##### Information given #####
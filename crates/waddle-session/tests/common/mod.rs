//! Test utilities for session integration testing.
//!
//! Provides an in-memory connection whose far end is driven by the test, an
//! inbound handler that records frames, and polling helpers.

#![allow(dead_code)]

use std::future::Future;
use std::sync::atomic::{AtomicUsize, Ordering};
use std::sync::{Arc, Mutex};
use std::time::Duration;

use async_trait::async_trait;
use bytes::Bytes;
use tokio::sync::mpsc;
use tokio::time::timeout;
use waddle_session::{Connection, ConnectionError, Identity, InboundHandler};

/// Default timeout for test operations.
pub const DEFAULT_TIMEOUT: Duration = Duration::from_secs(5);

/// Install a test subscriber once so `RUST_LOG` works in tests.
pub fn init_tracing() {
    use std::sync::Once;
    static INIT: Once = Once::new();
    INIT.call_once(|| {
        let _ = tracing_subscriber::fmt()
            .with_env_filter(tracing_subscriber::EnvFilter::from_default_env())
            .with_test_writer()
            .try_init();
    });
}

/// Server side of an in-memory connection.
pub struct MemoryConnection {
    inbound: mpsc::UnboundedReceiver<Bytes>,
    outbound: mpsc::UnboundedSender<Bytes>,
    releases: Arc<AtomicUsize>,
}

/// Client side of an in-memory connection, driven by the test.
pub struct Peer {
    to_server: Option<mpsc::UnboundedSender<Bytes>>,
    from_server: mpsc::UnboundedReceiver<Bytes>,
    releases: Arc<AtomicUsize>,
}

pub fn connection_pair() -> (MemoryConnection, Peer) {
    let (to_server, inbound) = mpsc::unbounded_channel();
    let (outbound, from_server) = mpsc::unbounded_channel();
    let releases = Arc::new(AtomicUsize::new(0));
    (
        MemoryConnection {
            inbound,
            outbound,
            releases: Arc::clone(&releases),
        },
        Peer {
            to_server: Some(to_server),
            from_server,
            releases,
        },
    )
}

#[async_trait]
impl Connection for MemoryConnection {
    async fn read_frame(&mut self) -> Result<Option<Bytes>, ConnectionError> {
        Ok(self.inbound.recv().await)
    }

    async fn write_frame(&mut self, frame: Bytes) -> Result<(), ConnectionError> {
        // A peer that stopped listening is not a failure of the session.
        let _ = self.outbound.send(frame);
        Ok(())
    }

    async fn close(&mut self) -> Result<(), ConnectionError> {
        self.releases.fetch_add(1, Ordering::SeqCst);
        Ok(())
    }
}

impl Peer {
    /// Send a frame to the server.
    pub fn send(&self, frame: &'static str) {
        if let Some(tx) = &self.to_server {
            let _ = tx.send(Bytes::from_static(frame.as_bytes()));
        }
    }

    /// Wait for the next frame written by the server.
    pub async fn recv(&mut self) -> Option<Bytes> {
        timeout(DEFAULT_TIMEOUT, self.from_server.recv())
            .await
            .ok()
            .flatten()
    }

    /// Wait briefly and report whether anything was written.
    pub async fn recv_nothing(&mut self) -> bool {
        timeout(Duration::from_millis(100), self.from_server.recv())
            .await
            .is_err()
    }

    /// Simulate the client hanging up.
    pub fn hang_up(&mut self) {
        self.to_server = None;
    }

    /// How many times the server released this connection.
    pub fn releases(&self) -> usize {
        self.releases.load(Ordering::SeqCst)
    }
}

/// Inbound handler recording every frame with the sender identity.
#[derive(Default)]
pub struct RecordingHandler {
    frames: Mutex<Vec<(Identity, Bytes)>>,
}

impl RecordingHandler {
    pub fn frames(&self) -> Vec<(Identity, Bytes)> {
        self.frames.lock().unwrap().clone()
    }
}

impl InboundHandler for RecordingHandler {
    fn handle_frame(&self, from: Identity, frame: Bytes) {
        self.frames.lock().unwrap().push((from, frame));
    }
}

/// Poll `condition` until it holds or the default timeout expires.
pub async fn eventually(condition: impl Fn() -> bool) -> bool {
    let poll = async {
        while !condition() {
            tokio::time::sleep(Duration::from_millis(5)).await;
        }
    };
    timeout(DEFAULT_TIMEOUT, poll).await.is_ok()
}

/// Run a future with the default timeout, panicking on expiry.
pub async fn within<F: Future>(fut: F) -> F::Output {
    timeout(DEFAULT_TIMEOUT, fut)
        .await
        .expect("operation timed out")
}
#####
[What this task involves] Please say how many lines in the records contain the word "outbound", and give only that number.

[Answer space] 4